Stored items:
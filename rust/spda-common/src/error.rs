use std::collections::TryReserveError;

use thiserror::Error;

#[derive(Debug, Error)]
#[error(transparent)]
pub struct Error(Box<ErrorKind>);

impl Error {
    pub fn kind(&self) -> &ErrorKind {
        self.0.as_ref()
    }

    pub fn into_kind(self) -> ErrorKind {
        *self.0
    }

    pub fn invalid_arg(name: impl Into<String>, message: impl Into<String>) -> Error {
        Error(
            ErrorKind::InvalidArgument {
                name: name.into(),
                message: message.into(),
            }
            .into(),
        )
    }

    pub fn allocation(context: impl Into<String>, bytes: usize) -> Error {
        Error(
            ErrorKind::AllocationFailure {
                context: context.into(),
                bytes,
                source: None,
            }
            .into(),
        )
    }

    pub fn try_reserve(context: impl Into<String>, bytes: usize, source: TryReserveError) -> Error {
        Error(
            ErrorKind::AllocationFailure {
                context: context.into(),
                bytes,
                source: Some(source),
            }
            .into(),
        )
    }

    pub fn out_of_bounds(operation: &'static str, index: usize, length: usize) -> Error {
        Error(
            ErrorKind::IndexOutOfBounds {
                operation,
                index,
                length,
            }
            .into(),
        )
    }

    /// Returns `true` if this error is an [`ErrorKind::InvalidArgument`].
    pub fn is_invalid_arg(&self) -> bool {
        matches!(self.kind(), ErrorKind::InvalidArgument { .. })
    }

    /// Returns `true` if this error is an [`ErrorKind::AllocationFailure`].
    pub fn is_allocation_failure(&self) -> bool {
        matches!(self.kind(), ErrorKind::AllocationFailure { .. })
    }

    /// Returns `true` if this error is an [`ErrorKind::IndexOutOfBounds`].
    pub fn is_out_of_bounds(&self) -> bool {
        matches!(self.kind(), ErrorKind::IndexOutOfBounds { .. })
    }
}

#[derive(Debug, Error)]
pub enum ErrorKind {
    #[error("invalid argument {name}: {message}")]
    InvalidArgument { name: String, message: String },

    #[error("failed to allocate {bytes} bytes for {context}")]
    AllocationFailure {
        context: String,
        bytes: usize,
        #[source]
        source: Option<TryReserveError>,
    },

    #[error("index {index} out of bounds for {operation} (length {length})")]
    IndexOutOfBounds {
        operation: &'static str,
        index: usize,
        length: usize,
    },
}

impl From<ErrorKind> for Error {
    fn from(kind: ErrorKind) -> Self {
        Error(kind.into())
    }
}
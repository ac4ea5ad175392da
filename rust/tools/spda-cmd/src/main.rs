use anyhow::Result;
use clap::{Parser, Subcommand};

mod commands;

#[derive(Parser)]
#[command(name = "spda-cmd")]
#[command(about = "Command-line demos for the spda dynamic array")]
#[command(version)]
struct Cli {
    /// Increase log verbosity (-v for debug, -vv for trace); RUST_LOG overrides it
    #[arg(short, long, global = true, action = clap::ArgAction::Count)]
    verbose: u8,

    #[command(subcommand)]
    command: Commands,
}

#[derive(Subcommand)]
enum Commands {
    /// Build arrays of multi-field structs and print them with their metadata
    Basic,

    /// Copy and sort an integer array, then edit a string array
    CopySort,

    /// Fill an array with random values and print it
    Random {
        /// Number of values to generate
        #[arg(short, long, default_value_t = 10)]
        count: usize,

        /// Lower bound of the generated values
        #[arg(long, default_value_t = 0, allow_negative_numbers = true)]
        min: i32,

        /// Upper bound of the generated values (inclusive for integers)
        #[arg(long, default_value_t = 100, allow_negative_numbers = true)]
        max: i32,

        /// Generate 32-bit floats instead of integers
        #[arg(long)]
        float: bool,

        /// Sort the values before printing
        #[arg(long)]
        sort: bool,
    },
}

fn main() -> Result<()> {
    let cli = Cli::parse();
    init_logging(cli.verbose);

    match cli.command {
        Commands::Basic => commands::basic::run(),
        Commands::CopySort => commands::copy_sort::run(),
        Commands::Random {
            count,
            min,
            max,
            float,
            sort,
        } => commands::random::run(count, min, max, float, sort),
    }
}

/// Installs a stderr subscriber; `log` records from the library are forwarded to it.
fn init_logging(verbose: u8) {
    use tracing_subscriber::{EnvFilter, fmt, prelude::*};

    let default_level = match verbose {
        0 => "warn",
        1 => "debug",
        _ => "trace",
    };
    let filter =
        EnvFilter::try_from_default_env().unwrap_or_else(|_| EnvFilter::new(default_level));
    tracing_subscriber::registry()
        .with(
            fmt::layer()
                .with_writer(std::io::stderr)
                .with_target(true)
                .with_level(true),
        )
        .with(filter)
        .init();
}
//! Copy-sort command implementation

use anyhow::Result;
use spda::{DynArray, RawArray, print};

use crate::commands::{print_array, print_metadata};

/// Width of one slot in the string array, including the terminating NUL.
const NAME_WIDTH: usize = 16;

pub fn run() -> Result<()> {
    println!("Testing copy and sorting ..");
    let mut numbers = DynArray::<i32>::new()?;
    numbers.extend_from_slice(&[2, 3, 10, 18, 19, 0, 1])?;

    print!("Original array: ");
    print_array(numbers.as_raw(), print::print_i32)?;

    let copy = numbers.try_clone()?;
    print!("Copied array: ");
    print_array(copy.as_raw(), print::print_i32)?;

    numbers.sort_by(|a, b| a.cmp(b));
    print!("Sorted array: ");
    print_array(numbers.as_raw(), print::print_i32)?;

    println!("\n\nTesting string array ..");
    let mut names = RawArray::new(NAME_WIDTH)?;
    for name in ["Apple", "Banana", "Cherry", "Dark Chocolate", "Eli Lilly"] {
        names.append(&name_slot(name)?)?;
    }
    names.pop()?;
    names.remove(1)?;
    print_metadata(&names);
    print_array(&names, print::print_str)?;
    names.destroy();
    Ok(())
}

fn name_slot(name: &str) -> Result<[u8; NAME_WIDTH]> {
    anyhow::ensure!(
        name.len() < NAME_WIDTH,
        "name {name:?} does not fit in {NAME_WIDTH} bytes"
    );
    let mut slot = [0u8; NAME_WIDTH];
    slot[..name.len()].copy_from_slice(name.as_bytes());
    Ok(slot)
}
//! Byte storage for the spda containers: a growable byte vector with a
//! guaranteed start alignment whose every allocation is fallible.

pub mod align;
pub mod buffer;

pub use buffer::AlignedByteVec;
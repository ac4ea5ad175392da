//! Basic command implementation

use anyhow::Result;
use spda::DynArray;
use spda_testkit::{Color, Point3D};

use crate::commands::{print_array, print_metadata};

pub fn run() -> Result<()> {
    let mut points = DynArray::<Point3D>::new()?;
    let mut colors = DynArray::<Color>::new()?;
    print_metadata(points.as_raw());
    print_metadata(colors.as_raw());

    points.extend_from_slice(&[
        Point3D::new(1.0, 3.0, 4.0),
        Point3D::new(2.0, 4.0, 4.0),
        Point3D::new(8.0, 1.0, 9.0),
    ])?;
    colors.extend_from_slice(&[
        Color::new(123.0, 105.0, 97.0, 69.0),
        Color::new(12.0, 11.0, 18.0, 143.0),
        Color::new(90.0, 10.0, 98.0, 42.0),
    ])?;

    println!("\nPoints:");
    print_array(points.as_raw(), Point3D::print)?;
    println!("\nColors:");
    print_array(colors.as_raw(), Color::print)?;

    print_metadata(points.as_raw());
    print_metadata(colors.as_raw());

    points.into_raw().destroy();
    colors.into_raw().destroy();
    Ok(())
}
use std::fmt;

/// Bookkeeping record of a container: how many element slots are allocated,
/// how many are live, and how wide one element is.
///
/// Invariant: `length <= capacity`, `capacity >= 1`, `stride >= 1`.
#[derive(Clone, Copy, Debug, PartialEq, Eq, Hash)]
pub struct ArrayHeader {
    pub capacity: usize,
    pub length: usize,
    pub stride: usize,
}

impl ArrayHeader {
    /// Fraction of the allocated slots that hold live elements.
    #[inline]
    pub fn utilization(&self) -> f64 {
        self.length as f64 / self.capacity as f64
    }
}

impl fmt::Display for ArrayHeader {
    fn fmt(&self, f: &mut fmt::Formatter<'_>) -> fmt::Result {
        write!(
            f,
            "Capacity: {}, Length: {}, Stride (bits): {}",
            self.capacity,
            self.length,
            self.stride * 8
        )
    }
}
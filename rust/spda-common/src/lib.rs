//! Core definitions (error type, result alias and argument checks) shared by all spda-* crates.

pub mod error;
pub mod result;

pub use error::{Error, ErrorKind};
pub use result::Result;
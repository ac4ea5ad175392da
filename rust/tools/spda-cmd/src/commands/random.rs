//! Random command implementation

use anyhow::Result;
use spda::{DynArray, print};

use crate::commands::{print_array, print_metadata};

pub fn run(count: usize, min: i32, max: i32, float: bool, sort: bool) -> Result<()> {
    anyhow::ensure!(min <= max, "--min ({min}) must not exceed --max ({max})");
    log::debug!("generating {count} random values in [{min}, {max}]");

    if float {
        let mut values = DynArray::<f32>::with_capacity(count)?;
        spda_testkit::fill_rand_f32(&mut values, count, min as f32, max as f32)?;
        if sort {
            values.sort_by(|a, b| a.total_cmp(b));
        }
        print_array(values.as_raw(), print::print_f32)?;
        print_metadata(values.as_raw());
    } else {
        let mut values = DynArray::<i32>::with_capacity(count)?;
        spda_testkit::fill_rand_i32(&mut values, count, min, max)?;
        if sort {
            values.sort_by(|a, b| a.cmp(b));
        }
        print_array(values.as_raw(), print::print_i32)?;
        print_metadata(values.as_raw());
    }
    Ok(())
}
/// Checks whether the pointer is aligned to the specified alignment.
///
/// # Examples
///
/// ```
/// use spda_bytes::align::is_aligned_ptr;
///
/// let x = 0u64;
/// assert!(is_aligned_ptr(&x as *const u64 as *const u8, 8));
/// ```
#[inline]
pub fn is_aligned_ptr(ptr: *const u8, alignment: usize) -> bool {
    alignment.is_power_of_two() && ((ptr as usize) & (alignment - 1)) == 0
}

/// Number of bytes between `ptr` and the next address aligned to `alignment`.
#[inline]
pub fn padding_for(ptr: *const u8, alignment: usize) -> usize {
    debug_assert!(alignment.is_power_of_two());
    let p = ptr as usize;
    (alignment - (p & (alignment - 1))) & (alignment - 1)
}
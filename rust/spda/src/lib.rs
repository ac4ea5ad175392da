//! A generic dynamic array built on an explicit element size ("stride").
//!
//! [`RawArray`] stores elements as opaque, fixed-width byte strings, so a single
//! container implementation serves any element type without per-type code.
//! [`DynArray`] layers a typed API over it for plain-old-data types.
//!
//! The container keeps an [`ArrayHeader`] (capacity, length, stride) alongside an
//! aligned element buffer. Appending to a full container multiplies its capacity
//! by the configured growth factor; [`RawArray::shrink`] gives memory back once the
//! utilization falls below the configured threshold. All allocations are
//! fallible: an allocation failure is returned as an error and leaves the
//! container untouched.
//!
//! ```
//! use spda::RawArray;
//!
//! let mut array = RawArray::new(8)?;
//! for i in 0..10u64 {
//!     array.append(&i.to_ne_bytes())?;
//! }
//! assert_eq!(array.len(), 10);
//! assert_eq!(array.capacity(), 16);
//!
//! array.insert(5, &100u64.to_ne_bytes())?;
//! let mut removed = [0u8; 8];
//! array.remove_into(5, &mut removed)?;
//! assert_eq!(u64::from_ne_bytes(removed), 100);
//! # Ok::<(), spda::Error>(())
//! ```

pub mod config;
pub mod header;
pub mod print;
pub mod raw;
pub mod typed;


pub use config::ArrayConfig;
pub use header::ArrayHeader;
pub use raw::RawArray;
pub use spda_common::{Error, ErrorKind, Result};
pub use typed::DynArray;
impl RawArray {
    fn make(capacity: usize, element_size: usize, config: ArrayConfig) -> Result<RawArray> {
        config.validate()?;
        verify_arg!(element_size, element_size > 0);
        let capacity = capacity.max(config.min_capacity);
        let bytes = Self::payload_size(capacity, element_size)?;
        let data = AlignedByteVec::try_with_capacity_and_alignment(bytes, config.alignment)?;
        let header = ArrayHeader {
            capacity,
            length: 0,
            stride: element_size,
        };
        log::trace!("created array: {header}");
        Ok(RawArray {
            header,
            config,
            data,
        })
    }

    fn append_element(&mut self, value: &[u8]) -> Result<()> {
        self.check_element_width("value", value.len())?;
        if self.header.length == self.header.capacity {
            self.relocate(self.grown_capacity()?)?;
        }
        self.data.try_extend_from_slice(value)?;
        self.header.length += 1;
        Ok(())
    }

    fn insert_element(&mut self, index: usize, value: &[u8]) -> Result<()> {
        if index > self.len() {
            return Err(Error::out_of_bounds("insert", index, self.len()));
        }
        self.check_element_width("value", value.len())?;
        if self.header.length == self.header.capacity {
            self.relocate(self.grown_capacity()?)?;
        }
        self.data.try_insert_from_slice(index * self.header.stride, value)?;
        self.header.length += 1;
        Ok(())
    }

    fn remove_element(&mut self, index: usize, dest: Option<&mut [u8]>) -> Result<()> {
        if index >= self.len() {
            return Err(Error::out_of_bounds("remove", index, self.len()));
        }
        if let Some(dest) = dest {
            self.check_element_width("dest", dest.len())?;
            dest.copy_from_slice(self.element(index));
        }
        let range = self.byte_range(index);
        self.data.remove_range(range);
        self.header.length -= 1;
        Ok(())
    }

    fn pop_element(&mut self, dest: Option<&mut [u8]>) -> Result<()> {
        let Some(index) = self.len().checked_sub(1) else {
            return Err(Error::out_of_bounds("pop", 0, 0));
        };
        if let Some(dest) = dest {
            self.check_element_width("dest", dest.len())?;
            dest.copy_from_slice(self.element(index));
        }
        self.data.truncate(index * self.header.stride);
        self.header.length = index;
        Ok(())
    }

    fn reverse_elements(&mut self) -> Result<()> {
        let len = self.len();
        let stride = self.header.stride;
        if len < 2 {
            return Ok(());
        }
        let mut scratch = Self::scratch(stride)?;
        let bytes = self.data.as_mut_slice();
        for i in 0..len / 2 {
            let front = i * stride;
            let back = (len - 1 - i) * stride;
            scratch.copy_from_slice(&bytes[front..front + stride]);
            bytes.copy_within(back..back + stride, front);
            bytes[back..back + stride].copy_from_slice(&scratch);
        }
        Ok(())
    }

    fn sort_elements<F>(&mut self, mut compare: F) -> Result<()>
    where
        F: FnMut(&[u8], &[u8]) -> Ordering,
    {
        let len = self.len();
        let stride = self.header.stride;
        if len < 2 {
            return Ok(());
        }

        // `order[k]` is the current index of the element that belongs at `k`.
        let mut order = Vec::<usize>::new();
        order
            .try_reserve_exact(len)
            .map_err(|e| Error::try_reserve("sort permutation", len * size_of::<usize>(), e))?;
        order.extend(0..len);
        let mut scratch = Self::scratch(stride)?;

        let bytes = self.data.as_mut_slice();
        order.sort_unstable_by(|&a, &b| {
            compare(
                &bytes[a * stride..(a + 1) * stride],
                &bytes[b * stride..(b + 1) * stride],
            )
        });

        // Apply the permutation cycle by cycle; a slot is settled once `order[k] == k`.
        for start in 0..len {
            if order[start] == start {
                continue;
            }
            scratch.copy_from_slice(&bytes[start * stride..(start + 1) * stride]);
            let mut k = start;
            loop {
                let src = order[k];
                order[k] = k;
                if src == start {
                    bytes[k * stride..(k + 1) * stride].copy_from_slice(&scratch);
                    break;
                }
                bytes.copy_within(src * stride..(src + 1) * stride, k * stride);
                k = src;
            }
        }
        Ok(())
    }

    fn resize_capacity(&mut self, capacity: usize) -> Result<()> {
        verify_arg!(capacity, capacity >= 1 && capacity >= self.len());
        if capacity == self.capacity() {
            return Ok(());
        }
        self.relocate(capacity)
    }

    fn reserve_elements(&mut self, additional: usize) -> Result<()> {
        let required = self
            .len()
            .checked_add(additional)
            .ok_or_else(|| Error::allocation("array payload", usize::MAX))?;
        if required <= self.capacity() {
            return Ok(());
        }
        let mut capacity = self.capacity();
        while capacity < required {
            capacity = capacity
                .checked_mul(self.config.growth_factor)
                .unwrap_or(required);
        }
        self.relocate(capacity)
    }

    fn shrink_elements(&mut self) -> Result<bool> {
        if self.header.utilization() >= self.config.shrink_threshold {
            return Ok(false);
        }
        let target = self.len().max(self.config.min_capacity);
        if target >= self.capacity() {
            return Ok(false);
        }
        self.relocate(target)?;
        Ok(true)
    }

    fn grown_capacity(&self) -> Result<usize> {
        self.capacity()
            .checked_mul(self.config.growth_factor)
            .ok_or_else(|| Error::allocation("array payload", usize::MAX))
    }

    /// Moves the elements into fresh storage for exactly `capacity` elements.
    fn relocate(&mut self, capacity: usize) -> Result<()> {
        debug_assert!(capacity >= self.len());
        let bytes = Self::payload_size(capacity, self.header.stride)?;
        self.data.try_relocate(bytes)?;
        log::debug!(
            "relocated array: capacity {} -> {capacity} (length {}, stride {})",
            self.header.capacity,
            self.header.length,
            self.header.stride
        );
        self.header.capacity = capacity;
        Ok(())
    }

    fn payload_size(capacity: usize, stride: usize) -> Result<usize> {
        capacity
            .checked_mul(stride)
            .ok_or_else(|| Error::allocation("array payload", usize::MAX))
    }

    fn scratch(stride: usize) -> Result<Vec<u8>> {
        let mut scratch = Vec::new();
        scratch
            .try_reserve_exact(stride)
            .map_err(|e| Error::try_reserve("scratch element", stride, e))?;
        scratch.resize(stride, 0);
        Ok(scratch)
    }

    fn check_element_width(&self, name: &str, width: usize) -> Result<()> {
        if width == self.header.stride {
            Ok(())
        } else {
            Err(Error::invalid_arg(
                name,
                format!(
                    "{width} bytes does not match the element size {}",
                    self.header.stride
                ),
            ))
        }
    }

    #[inline]
    fn byte_range(&self, index: usize) -> std::ops::Range<usize> {
        let start = index * self.header.stride;
        start..start + self.header.stride
    }

    #[inline]
    fn element(&self, index: usize) -> &[u8] {
        &self.data.as_slice()[self.byte_range(index)]
    }
}
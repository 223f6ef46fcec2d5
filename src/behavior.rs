use std::sync::Arc;

use serde_json::Value;

use crate::context::{Ambient, CallContext, Record, Strictness};
use crate::errors::Result;

/// One line a call asks the console to print: the resolved execution context
/// or a literal string.
#[derive(Debug, Clone, PartialEq)]
pub enum LogLine {
    Context(CallContext),
    Literal(String),
}

impl LogLine {
    /// Text handed to the console sink. Contexts render as compact JSON;
    /// the no-context marker renders as `undefined`.
    pub fn render(&self) -> Result<String> {
        match self {
            LogLine::Context(CallContext::Undefined) => Ok("undefined".to_string()),
            LogLine::Context(ctx) => Ok(serde_json::to_string(ctx)?),
            LogLine::Literal(s) => Ok(s.clone()),
        }
    }
}

type BehaviorFn = dyn Fn(&CallContext, &[Value]) -> LogLine + Send + Sync;

/// A reusable callable value. The context it resolves is not baked into its
/// definition: every call-form helper below supplies one explicitly.
#[derive(Clone)]
pub struct Behavior {
    f: Arc<BehaviorFn>,
}

impl Behavior {
    pub fn new<F>(f: F) -> Self
    where
        F: Fn(&CallContext, &[Value]) -> LogLine + Send + Sync + 'static,
    {
        Self { f: Arc::new(f) }
    }

    /// The walkthrough's one conditional behavior: the tag `"en"` reports the
    /// resolved context, any other or missing tag falls through to a fixed
    /// literal. No error for unrecognized tags.
    pub fn talk() -> Self {
        Self::new(|ctx, args| match args.first().and_then(Value::as_str) {
            Some("en") => LogLine::Context(ctx.clone()),
            _ => LogLine::Literal("Tralala".to_string()),
        })
    }

    /// Method invocation: whoever is on the left of the call becomes the
    /// context.
    pub fn call_through(&self, receiver: &Record, args: &[Value]) -> LogLine {
        (self.f)(&CallContext::Receiver(receiver.clone()), args)
    }

    /// Bare invocation: no receiver, so the context is the ambient handle,
    /// or the no-context marker under strict evaluation. Definition site
    /// plays no part.
    pub fn call_bare(&self, ambient: &Ambient, strictness: Strictness, args: &[Value]) -> LogLine {
        (self.f)(&CallContext::bare(ambient, strictness), args)
    }

    /// Permanent bind: the returned behavior owns a snapshot of `ctx` and
    /// resolves it on every future invocation, whatever the call form.
    pub fn bind(&self, ctx: CallContext) -> BoundBehavior {
        BoundBehavior {
            f: Arc::clone(&self.f),
            ctx,
        }
    }

    /// Immediate invocation with an explicitly supplied context and an
    /// individually listed argument.
    pub fn call_with(&self, ctx: &CallContext, lang: &str) -> LogLine {
        (self.f)(ctx, &[Value::String(lang.to_string())])
    }

    /// Same as [`Behavior::call_with`], but the arguments arrive as one
    /// ordered sequence.
    pub fn apply_with(&self, ctx: &CallContext, args: &[Value]) -> LogLine {
        (self.f)(ctx, args)
    }
}

/// A behavior permanently fixed to one context by [`Behavior::bind`].
#[derive(Clone)]
pub struct BoundBehavior {
    f: Arc<BehaviorFn>,
    ctx: CallContext,
}

impl BoundBehavior {
    pub fn invoke(&self, args: &[Value]) -> LogLine {
        (self.f)(&self.ctx, args)
    }

    /// Supplying another context has no effect; the snapshot taken at bind
    /// time wins.
    pub fn invoke_with(&self, _ctx: &CallContext, args: &[Value]) -> LogLine {
        (self.f)(&self.ctx, args)
    }

    pub fn context(&self) -> &CallContext {
        &self.ctx
    }
}
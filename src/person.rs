use std::sync::Arc;
use std::time::Duration;

use tokio::task::JoinHandle;

use crate::behavior::{Behavior, BoundBehavior, LogLine};
use crate::console::Console;
use crate::context::{CallContext, Record};
use crate::errors::Result;
use crate::scheduler::defer;

/// Constructor-style invocation. The instance stores a name, embeds a
/// behavior pre-bound to itself, and schedules one deferred log whose
/// context snapshot is the instance.
pub struct Person {
    record: Record,
    talk: BoundBehavior,
}

impl Person {
    /// Builds the instance and schedules its deferred callback. A deferred
    /// invocation would otherwise resolve the ambient context; binding at
    /// scheduling time pins it to the instance. The handle lets callers wait
    /// for the callback, which fires after the synchronous script body.
    pub fn new(
        name: impl Into<String>,
        console: Arc<dyn Console>,
        delay: Duration,
    ) -> (Self, JoinHandle<Result<()>>) {
        let record = Record::new(name);
        let ctx = CallContext::Receiver(record.clone());
        let handle = defer(delay, LogLine::Context(ctx.clone()), console);
        let talk = Behavior::new(|ctx, _args| LogLine::Context(ctx.clone())).bind(ctx);
        (Self { record, talk }, handle)
    }

    /// The embedded behavior: reports the instance's own context.
    pub fn talk(&self) -> LogLine {
        self.talk.invoke(&[])
    }

    pub fn record(&self) -> &Record {
        &self.record
    }
}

• _TASK DIRECTIONS_: Gather each line from the entries above that includes the word "names".

• _SOLUTION FOR THIS EXERCISE_:
    let mut names = RawArray::new(NAME_WIDTH)?;
        names.append(&name_slot(name)?)?;
    names.pop()?;
    names.remove(1)?;
    print_metadata(&names);
    print_array(&names, print::print_str)?;
    names.destroy();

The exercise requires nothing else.